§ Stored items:
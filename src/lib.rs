//! Simulation of floating point numbers with a configurable mantissa and
//! exponent length, and a mixed precision linear solver built on top of
//! them.

mod arithmetic;
mod bits;
mod cast;
mod error;
mod float;
mod precision;
mod string;
mod utils;

pub mod linalg;

pub use self::bits::BitSeq;
pub use self::error::{Error, Field, Result};
pub use self::float::{Category, FloatValue, Format, FP128, FP16, FP32, FP64};
pub use self::linalg::{
    ErrorTracker, Factor, Factors, LinearSystem, Matrix, Permutation, Phase,
    Precisions, RandomRange, RefinementObserver, RefinementReport,
    SolverConfig, Vector,
};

§ Task to carry out: Each line from the one with "pub use self::bits::BitSeq;" through the end of the entries above must be set down exactly, both end lines included, and no other line may appear.

§ Solution for this problem:
pub use self::bits::BitSeq;
pub use self::error::{Error, Field, Result};
pub use self::float::{Category, FloatValue, Format, FP128, FP16, FP32, FP64};
pub use self::linalg::{
    ErrorTracker, Factor, Factors, LinearSystem, Matrix, Permutation, Phase,
    Precisions, RandomRange, RefinementObserver, RefinementReport,
    SolverConfig, Vector,
};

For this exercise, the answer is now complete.